La sepsi è una patologia tempo dipendente e più precocemente viene riconosciuta migliore sarà la prognosi.
L’avvio tempestivo della terapia antibiotica è fondamentale.
La prescrizione degli antibiotici deve essere appropriata per prevenire le infezioni sostenute da microrganismi resistenti agli antibiotici.
La prevenzione consiste anche nell’esecuzione della profilassi antibiotica in determinate situazioni come indicato dalle linee guida basate sulle evidenze scientifiche aggiornate.
Un esempio è l’esecuzione della profilassi antibiotica alle future mamme alle quali è stato riscontrato un tampone vagino rettale positivo per lo streptococco beta emolitico; in questi casi l’antibiotico va somministrato in seguito alla rottura delle membrane amniocoriali o nel momento in cui ha inizio il travaglio di parto.
Se questi passaggi preventivi non sono stati effettuati e si ritiene di essere stati vittima di un errore medico, di colpa medica dell’Ospedale o di un caso di malasanità potrebbe essere utile rivolgersi ad un avvocato o a uno studio legale che si occupi preferibilmente di risarcimento danni per responsabilità e colpa medica.
I compiti del personale sanitario per la prevenzione e la gestione dello shock settico nel neonato
La prevenzione deve iniziare in gravidanza da parte del ginecologo il quale deve individuare la presenza di un’eventuale infezione e trattarla per salvaguardare sia mamma che bambino.
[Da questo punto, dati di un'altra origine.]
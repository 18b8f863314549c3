use crate::core::io::traits::InputFile;
use crate::core::models::atom::{Atom, Element};
use crate::core::models::conformer::{ConformerSet, ConformerSizeError};
use crate::core::models::molecule::{GraphError, MoleculeGraph};
use crate::core::models::topology::Bond;
use nalgebra::Point3;
use phf::{Set, phf_set};
use std::io::{self, BufRead};
use std::str::FromStr;
use thiserror::Error;

/// Residues that cap a peptide fragment and never belong to the library.
static CAPPING_RESIDUES: Set<&'static str> = phf_set! { "ACE", "NMA" };

#[derive(Debug, Error)]
pub enum MaeError {
    #[error("I/O error: {0}")]
    Io(#[from] io::Error),
    #[error("Parse error on line {line}: {kind}")]
    Parse { line: usize, kind: MaeParseErrorKind },
    #[error("Inconsistent data: {0}")]
    Inconsistency(String),
    #[error("Missing required record: {0}")]
    MissingRecord(String),
    #[error("Invalid molecule topology: {0}")]
    Graph(#[from] GraphError),
    #[error("Invalid conformer: {0}")]
    Conformer(#[from] ConformerSizeError),
}

#[derive(Debug, Error)]
pub enum MaeParseErrorKind {
    #[error("Invalid integer in column '{column}' (value: '{value}')")]
    InvalidInt { column: String, value: String },
    #[error("Invalid float in column '{column}' (value: '{value}')")]
    InvalidFloat { column: String, value: String },
    #[error("Row has {found} fields, expected {expected}")]
    FieldCount { expected: usize, found: usize },
    #[error("Unterminated quoted value")]
    UnterminatedQuote,
    #[error("Malformed table header '{0}'")]
    MalformedHeader(String),
    #[error("File ended inside the '{0}' table")]
    UnexpectedEnd(String),
}

/// The molecule and every geometry stored in a structure file.
///
/// The first connection table defines the topology; each connection table (the first
/// included) contributes one conformer.
#[derive(Debug, Clone, PartialEq)]
pub struct MaeStructure {
    pub molecule: MoleculeGraph,
    pub conformers: ConformerSet,
}

pub struct MaeFile;

#[derive(Debug, Default)]
struct Table {
    keys: Vec<String>,
    rows: Vec<(usize, Vec<String>)>,
}

impl Table {
    fn column(&self, matches: impl Fn(&str) -> bool) -> Option<usize> {
        self.keys.iter().position(|k| matches(&k.to_lowercase()))
    }
}

#[derive(Debug, Default)]
struct ConnectionTable {
    atoms: Option<Table>,
    bonds: Option<Table>,
}

#[derive(Debug)]
struct RawAtom {
    name: String,
    residue_name: String,
    element: Element,
    position: Point3<f64>,
}

type NumberedLines<'a, R> = std::iter::Enumerate<io::Lines<&'a mut R>>;

impl InputFile for MaeFile {
    type Output = MaeStructure;
    type Error = MaeError;

    fn read_from(reader: &mut impl BufRead) -> Result<Self::Output, Self::Error> {
        let mut tables: Vec<ConnectionTable> = Vec::new();
        let mut lines = reader.lines().enumerate();

        while let Some((line_num, line_res)) = lines.next() {
            let line = line_res?;
            let line_num = line_num + 1;
            let trimmed = line.trim();

            if trimmed.starts_with("f_m_ct") && trimmed.ends_with('{') {
                tables.push(ConnectionTable::default());
            } else if let Some(declared) = table_header(trimmed, "m_atom", line_num)? {
                let table = read_table(&mut lines, declared, "m_atom")?;
                current(&mut tables).atoms = Some(table);
            } else if let Some(declared) = table_header(trimmed, "m_bond", line_num)? {
                let table = read_table(&mut lines, declared, "m_bond")?;
                current(&mut tables).bonds = Some(table);
            }
        }

        let tables: Vec<ConnectionTable> = tables.into_iter().filter(|t| t.atoms.is_some()).collect();
        let Some(first) = tables.first() else {
            return Err(MaeError::MissingRecord("m_atom table".into()));
        };

        let raw_atoms = parse_atoms(first)?;
        let keep: Vec<bool> = raw_atoms
            .iter()
            .map(|a| !CAPPING_RESIDUES.contains(a.residue_name.trim()))
            .collect();
        let mut new_index = vec![None; raw_atoms.len()];
        let mut atoms = Vec::new();
        for (old, raw) in raw_atoms.iter().enumerate() {
            if keep[old] {
                new_index[old] = Some(atoms.len());
                atoms.push(Atom::new(atoms.len(), raw.element, &raw.name, &raw.residue_name));
            }
        }
        if atoms.is_empty() {
            return Err(MaeError::Inconsistency(
                "no atoms remain after removing capping residues".into(),
            ));
        }

        let bonds = match &first.bonds {
            Some(table) => parse_bonds(table, &new_index)?,
            None => Vec::new(),
        };
        let molecule = MoleculeGraph::new(atoms, bonds)?;

        let mut conformers = ConformerSet::new(molecule.atom_count());
        for (ct_index, ct) in tables.iter().enumerate() {
            let frame_atoms = if ct_index == 0 {
                None
            } else {
                Some(parse_atoms(ct)?)
            };
            let source = frame_atoms.as_ref().unwrap_or(&raw_atoms);
            if source.len() != raw_atoms.len() {
                return Err(MaeError::Inconsistency(format!(
                    "connection table {} has {} atoms, the first has {}",
                    ct_index + 1,
                    source.len(),
                    raw_atoms.len()
                )));
            }
            let frame = source
                .iter()
                .zip(&keep)
                .filter(|(_, kept)| **kept)
                .map(|(atom, _)| atom.position)
                .collect();
            conformers.push(frame)?;
        }

        Ok(MaeStructure {
            molecule,
            conformers,
        })
    }
}

fn current(tables: &mut Vec<ConnectionTable>) -> &mut ConnectionTable {
    if tables.is_empty() {
        tables.push(ConnectionTable::default());
    }
    let last = tables.len() - 1;
    &mut tables[last]
}

/// Recognizes `name[N] {` and returns the declared row count.
fn table_header(trimmed: &str, name: &str, line: usize) -> Result<Option<usize>, MaeError> {
    let Some(rest) = trimmed.strip_prefix(name) else {
        return Ok(None);
    };
    let Some(rest) = rest.strip_prefix('[') else {
        return Ok(None);
    };
    let malformed = || MaeError::Parse {
        line,
        kind: MaeParseErrorKind::MalformedHeader(trimmed.to_string()),
    };
    let (count, tail) = rest.split_once(']').ok_or_else(malformed)?;
    if tail.trim() != "{" {
        return Err(malformed());
    }
    count.trim().parse().map(Some).map_err(|_| malformed())
}

fn read_table<R: BufRead>(
    lines: &mut NumberedLines<'_, R>,
    declared: usize,
    name: &str,
) -> Result<Table, MaeError> {
    let mut table = Table::default();
    let mut last_line = 0;

    let mut in_rows = false;
    loop {
        let Some((line_num, line_res)) = lines.next() else {
            return Err(MaeError::Parse {
                line: last_line + 1,
                kind: MaeParseErrorKind::UnexpectedEnd(name.to_string()),
            });
        };
        let line = line_res?;
        let line_num = line_num + 1;
        last_line = line_num;
        let trimmed = line.trim();

        if trimmed == ":::" {
            if in_rows {
                break;
            }
            in_rows = true;
            continue;
        }
        if trimmed.is_empty() {
            continue;
        }
        if !in_rows {
            if !trimmed.starts_with('#') {
                table.keys.push(trimmed.to_string());
            }
            continue;
        }

        let tokens = tokenize(trimmed).map_err(|kind| MaeError::Parse {
            line: line_num,
            kind,
        })?;
        // The leading token of every row is the 1-based row index.
        if tokens.len() != table.keys.len() + 1 {
            return Err(MaeError::Parse {
                line: line_num,
                kind: MaeParseErrorKind::FieldCount {
                    expected: table.keys.len() + 1,
                    found: tokens.len(),
                },
            });
        }
        table.rows.push((line_num, tokens[1..].to_vec()));
    }

    if table.rows.len() != declared {
        return Err(MaeError::Inconsistency(format!(
            "{} table declares {} rows but contains {}",
            name,
            declared,
            table.rows.len()
        )));
    }
    Ok(table)
}

fn tokenize(line: &str) -> Result<Vec<String>, MaeParseErrorKind> {
    let mut tokens = Vec::new();
    let mut chars = line.chars().peekable();

    while let Some(&c) = chars.peek() {
        if c.is_whitespace() {
            chars.next();
            continue;
        }
        let mut token = String::new();
        if c == '"' {
            chars.next();
            let mut closed = false;
            while let Some(c) = chars.next() {
                match c {
                    '\\' => {
                        if let Some(escaped) = chars.next() {
                            token.push(escaped);
                        }
                    }
                    '"' => {
                        closed = true;
                        break;
                    }
                    _ => token.push(c),
                }
            }
            if !closed {
                return Err(MaeParseErrorKind::UnterminatedQuote);
            }
        } else {
            while let Some(&c) = chars.peek() {
                if c.is_whitespace() {
                    break;
                }
                token.push(c);
                chars.next();
            }
        }
        tokens.push(token);
    }
    Ok(tokens)
}

fn parse_atoms(ct: &ConnectionTable) -> Result<Vec<RawAtom>, MaeError> {
    let Some(table) = &ct.atoms else {
        return Err(MaeError::MissingRecord("m_atom table".into()));
    };
    let required = |key: &str| {
        table
            .column(|k| k == key)
            .ok_or_else(|| MaeError::MissingRecord(format!("m_atom column '{}'", key)))
    };
    let x_col = required("r_m_x_coord")?;
    let y_col = required("r_m_y_coord")?;
    let z_col = required("r_m_z_coord")?;
    let residue_col = table
        .column(|k| k.contains("pdb") && k.contains("res") && k.contains("name"))
        .ok_or_else(|| MaeError::MissingRecord("m_atom PDB residue name column".into()))?;
    let name_col = table
        .column(|k| k.contains("pdb") && k.contains("atom") && k.contains("name"))
        .ok_or_else(|| MaeError::MissingRecord("m_atom PDB atom name column".into()))?;
    let element_col = table.column(|k| k == "i_m_atomic_number");

    table
        .rows
        .iter()
        .map(|(line, values)| -> Result<RawAtom, MaeError> {
            let name = values[name_col].clone();
            let element = match element_col {
                // Dummy atoms carry a non-positive atomic number.
                Some(col) => {
                    let number: i32 = parse_int(&values[col], &table.keys[col], *line)?;
                    u32::try_from(number).map_or(Element::Unknown, Element::from_atomic_number)
                }
                None => Element::from_atom_name(&name),
            };
            Ok(RawAtom {
                position: Point3::new(
                    parse_float(&values[x_col], &table.keys[x_col], *line)?,
                    parse_float(&values[y_col], &table.keys[y_col], *line)?,
                    parse_float(&values[z_col], &table.keys[z_col], *line)?,
                ),
                residue_name: values[residue_col].clone(),
                name,
                element,
            })
        })
        .collect()
}

fn parse_bonds(table: &Table, new_index: &[Option<usize>]) -> Result<Vec<Bond>, MaeError> {
    let from_col = table
        .column(|k| k == "i_m_from")
        .ok_or_else(|| MaeError::MissingRecord("m_bond 'from' column".into()))?;
    let to_col = table
        .column(|k| k == "i_m_to")
        .ok_or_else(|| MaeError::MissingRecord("m_bond 'to' column".into()))?;

    let mut bonds = Vec::new();
    for (line, values) in &table.rows {
        let from: u32 = parse_int(&values[from_col], &table.keys[from_col], *line)?;
        let to: u32 = parse_int(&values[to_col], &table.keys[to_col], *line)?;
        let lookup = |serial: u32| -> Result<Option<usize>, MaeError> {
            let slot = (serial as usize)
                .checked_sub(1)
                .and_then(|i| new_index.get(i))
                .ok_or_else(|| {
                    MaeError::Inconsistency(format!(
                        "bond on line {} references atom {} of {}",
                        line,
                        serial,
                        new_index.len()
                    ))
                })?;
            Ok(*slot)
        };
        if let (Some(a), Some(b)) = (lookup(from)?, lookup(to)?) {
            bonds.push(Bond::new(a, b));
        }
    }
    Ok(bonds)
}

fn parse_int<T: FromStr>(value: &str, column: &str, line: usize) -> Result<T, MaeError> {
    value.parse().map_err(|_| MaeError::Parse {
        line,
        kind: MaeParseErrorKind::InvalidInt {
            column: column.to_string(),
            value: value.to_string(),
        },
    })
}

fn parse_float(value: &str, column: &str, line: usize) -> Result<f64, MaeError> {
    value.parse().map_err(|_| MaeError::Parse {
        line,
        kind: MaeParseErrorKind::InvalidFloat {
            column: column.to_string(),
            value: value.to_string(),
        },
    })
}
//! # Rotamer Libraries
//!
//! Everything needed to turn sampled torsion values into the artifacts the docking engine
//! reads: grid quantization ([`grid`]), library files ([`library`]) and the assignment
//! script that binds libraries to bonds and groups ([`assignment`]).
//!
//! All output here is a fixed columnar wire format; field widths and justification are
//! reproduced exactly and covered by byte-level tests.

pub mod assignment;
pub mod grid;
pub mod library;
use indicatif::{ProgressBar, ProgressDrawTarget, ProgressStyle};
use rotlib::engine::progress::{Progress, ProgressCallback};
use std::sync::{Arc, Mutex};
use std::time::Duration;
use tracing::warn;

const SPINNER_TICK_MS: u64 = 80;

/// Renders build progress events on a single stderr bar.
#[derive(Clone)]
pub struct CliProgressHandler {
    pb: Arc<Mutex<ProgressBar>>,
    phase: Arc<Mutex<String>>,
}

impl CliProgressHandler {
    pub fn new() -> Self {
        Self::with_target(ProgressDrawTarget::stderr())
    }

    /// A handler that draws nothing, for quiet runs.
    pub fn hidden() -> Self {
        Self::with_target(ProgressDrawTarget::hidden())
    }

    fn with_target(target: ProgressDrawTarget) -> Self {
        let pb = ProgressBar::with_draw_target(Some(0), target);
        pb.set_style(Self::spinner_style());
        pb.finish_and_clear();
        Self {
            pb: Arc::new(Mutex::new(pb)),
            phase: Arc::new(Mutex::new(String::new())),
        }
    }

    pub fn get_callback(&self) -> ProgressCallback<'static> {
        let pb = Arc::clone(&self.pb);
        let phase = Arc::clone(&self.phase);

        Box::new(move |progress: Progress| {
            let (Ok(pb), Ok(mut phase)) = (pb.lock(), phase.lock()) else {
                warn!("Progress state mutex was poisoned. Cannot update progress.");
                return;
            };

            match progress {
                Progress::PhaseStart { name } => {
                    pb.reset();
                    pb.set_length(0);
                    pb.set_style(Self::spinner_style());
                    pb.enable_steady_tick(Duration::from_millis(SPINNER_TICK_MS));
                    pb.set_message(name);
                    *phase = name.to_string();
                }
                Progress::PhaseFinish => {
                    pb.disable_steady_tick();
                    pb.finish_with_message(format!("✓ {}", phase));
                }
                Progress::TaskStart { total_steps } => {
                    pb.disable_steady_tick();
                    pb.set_length(total_steps);
                    pb.set_position(0);
                    pb.set_style(Self::bar_style());
                }
                Progress::TaskIncrement => pb.inc(1),
                Progress::TaskFinish => {
                    if let Some(length) = pb.length() {
                        pb.set_position(length);
                    }
                }
                Progress::Message(msg) => pb.println(format!("  {}", msg)),
            }
        })
    }

    fn spinner_style() -> ProgressStyle {
        ProgressStyle::with_template("{spinner:.green} {msg}")
            .unwrap_or_else(|_| ProgressStyle::default_spinner())
    }

    fn bar_style() -> ProgressStyle {
        ProgressStyle::with_template("{msg:<20} [{bar:40.cyan/blue}] {pos}/{len}")
            .unwrap_or_else(|_| ProgressStyle::default_bar())
            .progress_chars("##-")
    }
}

impl Default for CliProgressHandler {
    fn default() -> Self {
        Self::new()
    }
}
/// One library entry: a grid index per sampled torsion.
pub type GridRow = Vec<i32>;

const GRID_TOLERANCE: f64 = 1e-9;

#[derive(Debug, Clone, Copy, PartialEq)]
pub struct QuantizeOptions {
    /// Storage grid step in degrees.
    pub resolution: f64,
    /// When set, conformers closer than this (in degrees) to an already kept conformer are
    /// rejected before quantization.
    pub min_separation: Option<f64>,
}

impl QuantizeOptions {
    pub fn new(resolution: f64) -> Self {
        Self {
            resolution,
            min_separation: None,
        }
    }

    pub fn with_min_separation(mut self, separation: f64) -> Self {
        self.min_separation = Some(separation);
        self
    }
}

/// Wraps an angle in degrees into [-180, 180).
pub fn wrap_degrees(angle: f64) -> f64 {
    (angle + 180.0).rem_euclid(360.0) - 180.0
}

/// Smallest difference between two angles once the 360 degree period is accounted for.
pub fn wrapped_difference(a: f64, b: f64) -> f64 {
    let delta = a - b;
    delta.abs().min((delta + 360.0).abs()).min((delta - 360.0).abs())
}

/// Grid index of an angle, rounding half away from zero.
///
/// Indices are kept inside [-180, 180): a value that rounds onto +180 becomes the -180 index
/// when the step divides 360, and otherwise the nearest index inside the range.
pub fn grid_index(angle: f64, resolution: f64) -> i32 {
    let mut index = (wrap_degrees(angle) / resolution).round();
    if index * resolution >= 180.0 - GRID_TOLERANCE {
        let steps = 360.0 / resolution;
        if (steps - steps.round()).abs() < GRID_TOLERANCE {
            index -= steps.round();
        } else {
            index -= 1.0;
        }
    } else if index * resolution < -180.0 - GRID_TOLERANCE {
        index += 1.0;
    }
    index as i32
}

/// Greedy filter: keeps a conformer only if it differs from every kept one by more than
/// `threshold` on at least one torsion.
///
/// Order dependent: earlier conformers win.
pub fn select_separated(series: &[Vec<f64>], threshold: f64) -> Vec<usize> {
    let mut kept: Vec<usize> = Vec::new();
    for (i, values) in series.iter().enumerate() {
        let mut min_diff = threshold * 1000.0;
        for &k in &kept {
            let diff = values
                .iter()
                .zip(&series[k])
                .map(|(&a, &b)| wrapped_difference(a, b))
                .fold(0.0, f64::max);
            min_diff = min_diff.min(diff);
        }
        if min_diff > threshold {
            kept.push(i);
        }
    }
    kept
}

/// Quantizes torsion values (one inner vector per conformer) into sorted, unique grid rows.
pub fn quantize(series: &[Vec<f64>], options: &QuantizeOptions) -> Vec<GridRow> {
    let selected: Vec<&Vec<f64>> = match options.min_separation {
        Some(threshold) => select_separated(series, threshold)
            .into_iter()
            .map(|i| &series[i])
            .collect(),
        None => series.iter().collect(),
    };

    let mut rows: Vec<GridRow> = selected
        .into_iter()
        .map(|values| {
            values
                .iter()
                .map(|&v| grid_index(v, options.resolution))
                .collect()
        })
        .collect();
    rows.sort();
    rows.dedup();
    rows
}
- iniziare la terapia antibiotica al momento della rottura delle membrane seguendo i relativi protocolli;
- diagnosticare la corionamniosite (infezione delle membrane amniocoriali) ed espletare il parto il prima possibile per la salute del bambino;
- trattare la febbre della mamma durante il travaglio di parto;
- osservare e monitorare il neonato dopo la nascita nel caso in cui la rottura delle membrane amniocoriali si è prolungata nel tempo e se la mamma aveva un tampone vaginale rettale positivo per lo streptococco beta emolitico.
Nello shock settico il fattore tempo ha un ruolo fondamentale: più precocemente vengono somministrati antibiotici, migliore è la prognosi.
Entro 5 minuti il pediatra o il professionista sanitario che presta assistenza il neonato deve riconoscere i segni che possono fare sospettare un’infezione e l’esordio di shock settico quali riduzione della perfusione, cianosi (colorazione bluastra della cute e delle mucose) e la presenza di distress respiratorio. In presenza di questi segni è fondamentale che il professionista sanitario mantenga pervie le vie aeree e somministri soluzioni endovena per aumentare la perfusione.
Se dopo 15 minuti l’organismo del neonato non risponde a questi interventi deve essere somministrata dopamina per far fronte allo scompenso cardiaco. Se lo shock è refrattario anche alla dopamina entro 60 minuti si deve infondere adrenalina.
Il professionista sanitario deve monitorare i parametri vitali del neonato al fine da comprendere l’evoluzione del quadro clinico.
In presenza di shock settico il professionista commette un errore se:
- non garantisce la pervietà delle vie aeree, ventilare e somministrare ossigeno;
- non reperisce un accesso venoso per la somministrazione di liquidi endovena per aumentare la perfusione;
- non somministra antibiotici ad ampio spettro il prima possibile in attesa del risultato dell’antibiogramma;
- non esegue esami di laboratorio per comprendere la gravità del quadro clinico e individuare l’agente patogeno responsabile dell’infezione;
- non segue e rispetta le linee guida e i protocolli per la gestione del neonato con shock settico.
Davanti a queste omissioni possono esserci gli estremi per intraprendere un’azione legale contro il medico, il pediatra, il neonatologo, il personale infermieristico o l’ospedale per ottenere il risarcimento dei danni eventualmente subiti.
La tempestività della diagnosi e del trattamento è essenziale e nei casi gravi di shock settico la mancata esecuzione di adeguate manovre di rianimazione neonatale può esitare nella morte del neonato.